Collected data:
______

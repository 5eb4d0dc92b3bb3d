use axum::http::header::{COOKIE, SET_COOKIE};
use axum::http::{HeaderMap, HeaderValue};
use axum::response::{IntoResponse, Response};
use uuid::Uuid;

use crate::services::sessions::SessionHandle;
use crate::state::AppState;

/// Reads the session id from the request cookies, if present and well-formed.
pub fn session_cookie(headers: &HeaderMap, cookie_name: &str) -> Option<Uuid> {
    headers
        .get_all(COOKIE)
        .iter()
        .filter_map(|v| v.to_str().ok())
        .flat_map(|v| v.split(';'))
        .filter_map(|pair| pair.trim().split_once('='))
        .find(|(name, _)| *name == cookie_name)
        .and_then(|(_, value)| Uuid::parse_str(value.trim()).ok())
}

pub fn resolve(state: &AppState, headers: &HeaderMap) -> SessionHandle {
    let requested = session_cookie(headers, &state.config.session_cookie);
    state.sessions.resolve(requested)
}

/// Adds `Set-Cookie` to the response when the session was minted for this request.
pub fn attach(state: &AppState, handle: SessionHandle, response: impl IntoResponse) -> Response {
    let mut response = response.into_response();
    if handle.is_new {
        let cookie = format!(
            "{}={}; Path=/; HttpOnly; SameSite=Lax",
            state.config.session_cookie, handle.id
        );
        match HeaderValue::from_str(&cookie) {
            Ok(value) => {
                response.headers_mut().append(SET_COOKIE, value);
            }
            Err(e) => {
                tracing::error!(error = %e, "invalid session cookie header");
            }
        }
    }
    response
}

______

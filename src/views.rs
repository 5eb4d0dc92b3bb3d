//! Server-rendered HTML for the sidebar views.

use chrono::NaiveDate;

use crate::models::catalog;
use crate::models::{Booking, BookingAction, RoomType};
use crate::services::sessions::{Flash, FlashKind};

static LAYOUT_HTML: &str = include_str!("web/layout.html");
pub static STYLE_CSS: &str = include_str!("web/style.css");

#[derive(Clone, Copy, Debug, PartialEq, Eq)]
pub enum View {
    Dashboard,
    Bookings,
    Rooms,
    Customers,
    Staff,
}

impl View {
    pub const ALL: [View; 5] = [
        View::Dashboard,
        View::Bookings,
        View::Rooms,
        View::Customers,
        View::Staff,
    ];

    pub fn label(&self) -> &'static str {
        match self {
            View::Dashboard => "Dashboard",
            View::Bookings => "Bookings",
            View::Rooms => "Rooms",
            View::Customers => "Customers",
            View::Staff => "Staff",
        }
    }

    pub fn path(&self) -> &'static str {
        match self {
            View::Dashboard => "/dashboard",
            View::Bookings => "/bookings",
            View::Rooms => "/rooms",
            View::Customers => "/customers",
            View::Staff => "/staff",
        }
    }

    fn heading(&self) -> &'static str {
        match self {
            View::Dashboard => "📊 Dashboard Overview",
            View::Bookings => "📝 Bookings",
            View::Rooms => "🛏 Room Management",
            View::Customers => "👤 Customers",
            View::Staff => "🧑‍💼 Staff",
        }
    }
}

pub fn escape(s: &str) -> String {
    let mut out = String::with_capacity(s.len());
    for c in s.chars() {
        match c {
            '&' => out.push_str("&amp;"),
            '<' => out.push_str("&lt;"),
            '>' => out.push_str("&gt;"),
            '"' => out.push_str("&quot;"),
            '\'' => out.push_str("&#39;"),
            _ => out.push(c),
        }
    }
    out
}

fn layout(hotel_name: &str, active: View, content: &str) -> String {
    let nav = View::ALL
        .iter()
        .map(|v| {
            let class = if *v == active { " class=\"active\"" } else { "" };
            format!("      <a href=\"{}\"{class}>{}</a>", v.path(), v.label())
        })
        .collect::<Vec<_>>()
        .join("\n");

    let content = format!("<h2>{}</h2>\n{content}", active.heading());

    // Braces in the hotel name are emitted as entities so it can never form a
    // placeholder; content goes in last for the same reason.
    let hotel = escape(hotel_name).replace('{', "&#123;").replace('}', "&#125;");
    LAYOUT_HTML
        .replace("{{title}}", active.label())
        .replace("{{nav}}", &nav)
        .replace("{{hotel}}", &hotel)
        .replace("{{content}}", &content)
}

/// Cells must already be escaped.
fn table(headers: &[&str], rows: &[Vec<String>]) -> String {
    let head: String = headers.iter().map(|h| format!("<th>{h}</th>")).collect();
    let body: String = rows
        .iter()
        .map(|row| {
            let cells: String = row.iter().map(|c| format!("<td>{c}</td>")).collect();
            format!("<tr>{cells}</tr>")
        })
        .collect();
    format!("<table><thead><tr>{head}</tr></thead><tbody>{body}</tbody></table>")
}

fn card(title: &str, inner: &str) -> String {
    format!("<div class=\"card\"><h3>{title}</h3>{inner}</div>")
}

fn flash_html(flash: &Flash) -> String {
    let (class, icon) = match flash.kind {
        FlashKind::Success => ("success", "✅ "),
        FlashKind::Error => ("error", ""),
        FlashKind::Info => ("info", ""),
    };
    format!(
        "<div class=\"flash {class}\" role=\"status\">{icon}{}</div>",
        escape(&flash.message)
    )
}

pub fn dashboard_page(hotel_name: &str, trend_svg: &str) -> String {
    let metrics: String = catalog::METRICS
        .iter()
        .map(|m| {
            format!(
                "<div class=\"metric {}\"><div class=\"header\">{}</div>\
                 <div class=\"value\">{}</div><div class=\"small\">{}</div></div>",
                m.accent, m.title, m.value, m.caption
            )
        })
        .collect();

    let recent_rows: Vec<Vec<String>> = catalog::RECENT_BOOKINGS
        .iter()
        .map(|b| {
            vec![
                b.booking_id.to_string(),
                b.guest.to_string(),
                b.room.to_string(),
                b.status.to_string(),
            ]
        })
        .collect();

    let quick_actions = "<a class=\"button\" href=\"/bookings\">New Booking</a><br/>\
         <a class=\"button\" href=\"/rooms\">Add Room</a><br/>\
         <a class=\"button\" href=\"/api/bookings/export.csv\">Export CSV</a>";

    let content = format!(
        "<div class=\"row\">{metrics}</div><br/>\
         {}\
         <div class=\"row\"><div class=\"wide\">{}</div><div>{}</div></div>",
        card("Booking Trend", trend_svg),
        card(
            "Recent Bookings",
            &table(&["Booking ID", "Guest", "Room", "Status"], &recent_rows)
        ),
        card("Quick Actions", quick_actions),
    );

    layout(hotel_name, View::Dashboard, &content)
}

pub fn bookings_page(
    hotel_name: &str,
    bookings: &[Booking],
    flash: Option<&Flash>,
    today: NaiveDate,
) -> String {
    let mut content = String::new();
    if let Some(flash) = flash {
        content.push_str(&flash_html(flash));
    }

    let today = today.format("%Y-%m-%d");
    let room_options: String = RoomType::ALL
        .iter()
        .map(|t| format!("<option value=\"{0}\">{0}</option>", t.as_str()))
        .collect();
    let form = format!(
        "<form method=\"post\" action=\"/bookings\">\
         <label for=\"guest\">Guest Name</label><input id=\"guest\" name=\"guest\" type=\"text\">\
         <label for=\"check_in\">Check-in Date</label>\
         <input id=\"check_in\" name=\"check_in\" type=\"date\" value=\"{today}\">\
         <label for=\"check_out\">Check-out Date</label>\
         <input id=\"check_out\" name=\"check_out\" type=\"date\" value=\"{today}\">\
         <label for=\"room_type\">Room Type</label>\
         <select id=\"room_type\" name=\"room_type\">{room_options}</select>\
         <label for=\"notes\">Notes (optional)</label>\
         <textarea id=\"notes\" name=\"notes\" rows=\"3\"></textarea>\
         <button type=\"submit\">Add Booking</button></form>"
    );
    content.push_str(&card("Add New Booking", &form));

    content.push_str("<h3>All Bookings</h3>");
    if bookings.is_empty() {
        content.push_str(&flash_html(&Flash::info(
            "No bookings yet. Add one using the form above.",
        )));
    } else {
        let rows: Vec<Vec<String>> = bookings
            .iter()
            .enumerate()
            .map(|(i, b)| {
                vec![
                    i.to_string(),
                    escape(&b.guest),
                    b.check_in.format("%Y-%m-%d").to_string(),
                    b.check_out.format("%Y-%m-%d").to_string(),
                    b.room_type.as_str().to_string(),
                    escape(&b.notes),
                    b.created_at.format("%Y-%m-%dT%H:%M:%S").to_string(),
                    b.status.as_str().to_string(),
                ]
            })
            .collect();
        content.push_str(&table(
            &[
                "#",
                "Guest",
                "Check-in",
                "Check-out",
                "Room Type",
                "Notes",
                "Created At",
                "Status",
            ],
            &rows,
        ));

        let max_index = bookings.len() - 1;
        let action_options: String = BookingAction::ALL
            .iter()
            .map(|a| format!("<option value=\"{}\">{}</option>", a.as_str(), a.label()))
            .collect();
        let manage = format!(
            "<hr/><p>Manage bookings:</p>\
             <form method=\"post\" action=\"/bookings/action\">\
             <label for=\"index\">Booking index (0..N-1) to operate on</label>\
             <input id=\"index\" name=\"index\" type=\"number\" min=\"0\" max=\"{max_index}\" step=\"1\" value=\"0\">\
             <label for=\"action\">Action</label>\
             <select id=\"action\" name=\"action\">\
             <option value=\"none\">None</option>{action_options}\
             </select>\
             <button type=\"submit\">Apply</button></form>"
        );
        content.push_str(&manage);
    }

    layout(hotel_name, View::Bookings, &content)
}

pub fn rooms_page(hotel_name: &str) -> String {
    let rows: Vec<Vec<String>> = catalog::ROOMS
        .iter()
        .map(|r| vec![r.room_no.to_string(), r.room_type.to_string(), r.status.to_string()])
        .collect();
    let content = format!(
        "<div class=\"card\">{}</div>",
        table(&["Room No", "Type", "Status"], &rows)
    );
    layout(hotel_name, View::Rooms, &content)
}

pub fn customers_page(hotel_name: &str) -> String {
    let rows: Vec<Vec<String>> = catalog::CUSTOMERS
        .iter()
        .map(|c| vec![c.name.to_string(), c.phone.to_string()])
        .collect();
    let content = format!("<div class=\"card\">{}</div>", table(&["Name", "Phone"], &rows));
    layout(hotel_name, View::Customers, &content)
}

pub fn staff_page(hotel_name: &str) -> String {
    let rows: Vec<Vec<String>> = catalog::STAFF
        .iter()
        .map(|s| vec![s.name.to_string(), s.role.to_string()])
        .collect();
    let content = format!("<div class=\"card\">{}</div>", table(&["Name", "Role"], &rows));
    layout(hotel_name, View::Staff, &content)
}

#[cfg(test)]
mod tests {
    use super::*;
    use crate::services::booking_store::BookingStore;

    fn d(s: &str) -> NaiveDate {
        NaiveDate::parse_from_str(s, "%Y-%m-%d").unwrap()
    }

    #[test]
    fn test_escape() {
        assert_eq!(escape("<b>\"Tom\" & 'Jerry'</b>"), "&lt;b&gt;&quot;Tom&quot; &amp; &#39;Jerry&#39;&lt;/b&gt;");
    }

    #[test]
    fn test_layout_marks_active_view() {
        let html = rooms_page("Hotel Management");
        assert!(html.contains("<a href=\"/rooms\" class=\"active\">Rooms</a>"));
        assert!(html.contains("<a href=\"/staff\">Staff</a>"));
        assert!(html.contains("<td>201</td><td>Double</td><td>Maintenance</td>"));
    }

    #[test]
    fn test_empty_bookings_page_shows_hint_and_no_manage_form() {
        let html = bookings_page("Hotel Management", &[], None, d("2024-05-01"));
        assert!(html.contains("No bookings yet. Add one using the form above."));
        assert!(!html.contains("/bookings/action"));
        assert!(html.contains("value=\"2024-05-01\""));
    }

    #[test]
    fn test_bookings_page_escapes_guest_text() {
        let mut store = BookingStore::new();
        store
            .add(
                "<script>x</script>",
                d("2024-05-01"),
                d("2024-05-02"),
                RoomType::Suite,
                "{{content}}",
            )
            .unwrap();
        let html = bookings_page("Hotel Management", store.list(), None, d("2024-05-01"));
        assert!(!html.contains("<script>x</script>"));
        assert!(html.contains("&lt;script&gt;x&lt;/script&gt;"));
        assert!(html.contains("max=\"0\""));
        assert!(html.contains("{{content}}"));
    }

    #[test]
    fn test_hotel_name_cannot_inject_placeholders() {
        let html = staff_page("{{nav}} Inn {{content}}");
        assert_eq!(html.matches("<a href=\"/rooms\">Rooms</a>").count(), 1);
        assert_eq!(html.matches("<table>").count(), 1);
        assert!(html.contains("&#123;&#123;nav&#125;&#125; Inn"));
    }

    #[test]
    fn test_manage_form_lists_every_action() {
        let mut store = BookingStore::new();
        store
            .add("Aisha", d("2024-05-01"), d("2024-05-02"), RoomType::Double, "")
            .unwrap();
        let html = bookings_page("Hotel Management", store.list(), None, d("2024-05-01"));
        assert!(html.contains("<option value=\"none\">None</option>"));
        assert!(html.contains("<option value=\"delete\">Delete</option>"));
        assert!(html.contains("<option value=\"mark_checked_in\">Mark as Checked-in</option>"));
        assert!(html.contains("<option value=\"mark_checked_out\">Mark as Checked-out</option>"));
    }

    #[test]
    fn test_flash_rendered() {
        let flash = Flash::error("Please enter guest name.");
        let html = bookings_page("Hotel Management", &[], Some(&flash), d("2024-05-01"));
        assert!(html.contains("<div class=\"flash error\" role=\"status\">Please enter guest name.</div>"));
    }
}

______

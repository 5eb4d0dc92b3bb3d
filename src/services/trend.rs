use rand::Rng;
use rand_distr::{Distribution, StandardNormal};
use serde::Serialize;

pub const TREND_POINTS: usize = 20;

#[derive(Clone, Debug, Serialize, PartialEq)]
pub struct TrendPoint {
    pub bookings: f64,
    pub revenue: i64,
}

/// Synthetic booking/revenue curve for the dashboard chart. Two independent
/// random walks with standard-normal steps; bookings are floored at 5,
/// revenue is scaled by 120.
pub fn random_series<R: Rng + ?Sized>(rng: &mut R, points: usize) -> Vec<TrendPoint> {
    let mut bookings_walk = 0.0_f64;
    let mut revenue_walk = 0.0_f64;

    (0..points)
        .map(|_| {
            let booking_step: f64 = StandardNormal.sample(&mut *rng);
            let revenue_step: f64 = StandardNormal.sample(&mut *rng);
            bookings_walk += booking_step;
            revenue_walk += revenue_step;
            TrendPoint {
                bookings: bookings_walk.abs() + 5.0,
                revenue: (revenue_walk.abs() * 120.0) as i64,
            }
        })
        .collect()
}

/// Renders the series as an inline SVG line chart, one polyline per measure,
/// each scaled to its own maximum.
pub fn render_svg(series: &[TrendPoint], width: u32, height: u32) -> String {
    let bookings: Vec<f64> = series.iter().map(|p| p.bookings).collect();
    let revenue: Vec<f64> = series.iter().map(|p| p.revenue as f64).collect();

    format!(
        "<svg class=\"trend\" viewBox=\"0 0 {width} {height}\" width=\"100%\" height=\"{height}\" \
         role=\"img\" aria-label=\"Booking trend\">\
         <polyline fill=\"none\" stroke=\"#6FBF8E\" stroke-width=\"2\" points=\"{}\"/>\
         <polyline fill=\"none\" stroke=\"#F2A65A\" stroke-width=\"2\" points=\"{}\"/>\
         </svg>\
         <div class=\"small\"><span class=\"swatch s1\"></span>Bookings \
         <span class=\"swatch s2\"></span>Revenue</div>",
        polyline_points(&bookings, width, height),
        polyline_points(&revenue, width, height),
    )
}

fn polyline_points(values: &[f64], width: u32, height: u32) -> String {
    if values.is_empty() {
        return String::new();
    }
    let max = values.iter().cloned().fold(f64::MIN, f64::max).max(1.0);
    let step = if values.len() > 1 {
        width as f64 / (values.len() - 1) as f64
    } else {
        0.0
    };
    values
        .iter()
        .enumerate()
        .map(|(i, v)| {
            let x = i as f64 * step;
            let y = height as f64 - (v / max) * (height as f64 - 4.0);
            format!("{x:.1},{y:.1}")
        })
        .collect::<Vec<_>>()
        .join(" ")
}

______

Work to complete »
Go through the records and show every line with the string "icon" in it.

Result for this task »
    let (class, icon) = match flash.kind {
        "<div class=\"flash {class}\" role=\"status\">{icon}{}</div>",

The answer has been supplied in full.